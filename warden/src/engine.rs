use std::sync::Arc;
use warden_cache::{CacheStore, InMemoryCache};
use warden_core::{ConfigError, GuardResolver, PermissionError, SubjectKey, WardenConfig};
use warden_data::{AuthorizationStore, InMemoryStore, Role, SubjectFilter};

use crate::has_permissions::HasPermissions;
use crate::has_roles::HasRoles;
use crate::permissions::Permissions;
use crate::reference::PermissionRef;
use crate::registrar::PermissionRegistrar;
use crate::roles::Roles;
use crate::subject::Authorizable;

/// Clonable handle to the authorization engine.
///
/// Owns the configuration, the guard resolver, the injected store, and the
/// registrar. Clones share all of them.
///
/// ```ignore
/// let warden = Warden::builder()
///     .config(WardenConfig::load("prod")?)
///     .store(Arc::new(my_store))
///     .build()?;
///
/// warden.permissions().create("edit-articles", None).await?;
/// let editor = warden.roles().create("editor", None).await?;
/// warden.role_permissions(&editor).give_permission_to(["edit-articles"]).await?;
///
/// warden.roles_of(&user).assign_role(["editor"]).await?;
/// assert!(warden.permissions_of(&user).has_permission_to("edit-articles").await?);
/// ```
#[derive(Clone)]
pub struct Warden {
    config: Arc<WardenConfig>,
    guards: Arc<GuardResolver>,
    store: Arc<dyn AuthorizationStore>,
    registrar: PermissionRegistrar,
}

impl Warden {
    pub fn builder() -> WardenBuilder {
        WardenBuilder::default()
    }

    /// Engine over `store` with an in-memory registrar cache.
    pub fn new(config: WardenConfig, store: Arc<dyn AuthorizationStore>) -> Self {
        let cache: Arc<dyn CacheStore> = Arc::new(InMemoryCache::new());
        Self::assemble(config, store, cache)
    }

    fn assemble(
        config: WardenConfig,
        store: Arc<dyn AuthorizationStore>,
        cache: Arc<dyn CacheStore>,
    ) -> Self {
        let registrar =
            PermissionRegistrar::new(store.clone(), cache, config.permission.cache.key.clone());
        Self {
            guards: Arc::new(GuardResolver::new(config.auth.clone())),
            config: Arc::new(config),
            store,
            registrar,
        }
    }

    pub fn config(&self) -> &WardenConfig {
        &self.config
    }

    pub fn guards(&self) -> &GuardResolver {
        &self.guards
    }

    pub fn store(&self) -> &dyn AuthorizationStore {
        self.store.as_ref()
    }

    pub fn registrar(&self) -> &PermissionRegistrar {
        &self.registrar
    }

    /// Role factory and lookups.
    pub fn roles(&self) -> Roles<'_> {
        Roles::new(self)
    }

    /// Permission factory and lookups.
    pub fn permissions(&self) -> Permissions<'_> {
        Permissions::new(self)
    }

    /// Permission operations for a subject.
    pub fn permissions_of<S: Authorizable + ?Sized>(&self, subject: &S) -> HasPermissions {
        HasPermissions::for_subject(self.clone(), subject)
    }

    /// Role operations for a subject.
    pub fn roles_of<S: Authorizable + ?Sized>(&self, subject: &S) -> HasRoles {
        HasRoles::new(self.clone(), subject)
    }

    /// Permission operations for a role.
    pub fn role_permissions(&self, role: &Role) -> HasPermissions {
        HasPermissions::for_role(self.clone(), role)
    }

    /// Filter selecting subjects of type `S` that hold any of `permissions`,
    /// directly or through a role owning one of them.
    ///
    /// Names are resolved under the default guard of `S`.
    pub async fn scope_permission<S, I, P>(&self, permissions: I) -> Result<SubjectFilter, PermissionError>
    where
        S: Authorizable + ?Sized,
        I: IntoIterator<Item = P>,
        P: Into<PermissionRef>,
    {
        let refs: Vec<PermissionRef> = permissions.into_iter().map(Into::into).collect();
        let guard = self.guards.default_name_for_type::<S>();
        let snapshot = self.registrar.register_permissions().await?;

        let mut filter = SubjectFilter {
            model_type: Some(S::MODEL_TYPE.to_string()),
            ..SubjectFilter::default()
        };
        for reference in refs {
            let permission = self.permissions().resolve_in(&snapshot, reference, &guard)?;
            for role_id in snapshot.role_ids_with_permission(permission.id) {
                if !filter.role_ids.contains(&role_id) {
                    filter.role_ids.push(role_id);
                }
            }
            if !filter.permission_ids.contains(&permission.id) {
                filter.permission_ids.push(permission.id);
            }
        }
        Ok(filter)
    }

    /// Run [`scope_permission`](Self::scope_permission) against the store.
    pub async fn subjects_with_permissions<S, I, P>(
        &self,
        permissions: I,
    ) -> Result<Vec<SubjectKey>, PermissionError>
    where
        S: Authorizable + ?Sized,
        I: IntoIterator<Item = P>,
        P: Into<PermissionRef>,
    {
        let filter = self.scope_permission::<S, I, P>(permissions).await?;
        if filter.is_empty() {
            return Ok(Vec::new());
        }
        Ok(self.store.find_subjects(&filter).await?)
    }
}

/// Builder for [`Warden`]. Store and cache default to the in-memory backends.
#[derive(Default)]
pub struct WardenBuilder {
    config: Option<WardenConfig>,
    store: Option<Arc<dyn AuthorizationStore>>,
    cache: Option<Arc<dyn CacheStore>>,
}

impl WardenBuilder {
    pub fn config(mut self, config: WardenConfig) -> Self {
        self.config = Some(config);
        self
    }

    pub fn store(mut self, store: Arc<dyn AuthorizationStore>) -> Self {
        self.store = Some(store);
        self
    }

    pub fn cache(mut self, cache: Arc<dyn CacheStore>) -> Self {
        self.cache = Some(cache);
        self
    }

    pub fn build(self) -> Result<Warden, ConfigError> {
        let config = self.config.unwrap_or_default();
        config.validate()?;
        let store = self.store.unwrap_or_else(|| {
            Arc::new(InMemoryStore::with_collection_names(
                config.permission.collection_names.clone(),
            ))
        });
        let cache = self
            .cache
            .unwrap_or_else(|| Arc::new(InMemoryCache::new()));
        tracing::debug!(
            default_guard = %config.auth.defaults.guard,
            cache_key = %config.permission.cache.key,
            "warden initialized"
        );
        Ok(Warden::assemble(config, store, cache))
    }
}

- - - - -

DIRECTIONS FOR THIS TASK: Go through the listing above and write out exactly the lines starting with the one holding "use crate::roles::Roles;" and running through the one holding "pub fn builder()", ends included, and no others.

RESPONSE TO THIS EXERCISE:
use crate::roles::Roles;
use crate::subject::Authorizable;

/// Clonable handle to the authorization engine.
///
/// Owns the configuration, the guard resolver, the injected store, and the
/// registrar. Clones share all of them.
///
/// ```ignore
/// let warden = Warden::builder()
///     .config(WardenConfig::load("prod")?)
///     .store(Arc::new(my_store))
///     .build()?;
///
/// warden.permissions().create("edit-articles", None).await?;
/// let editor = warden.roles().create("editor", None).await?;
/// warden.role_permissions(&editor).give_permission_to(["edit-articles"]).await?;
///
/// warden.roles_of(&user).assign_role(["editor"]).await?;
/// assert!(warden.permissions_of(&user).has_permission_to("edit-articles").await?);
/// ```
#[derive(Clone)]
pub struct Warden {
    config: Arc<WardenConfig>,
    guards: Arc<GuardResolver>,
    store: Arc<dyn AuthorizationStore>,
    registrar: PermissionRegistrar,
}

impl Warden {
    pub fn builder() -> WardenBuilder {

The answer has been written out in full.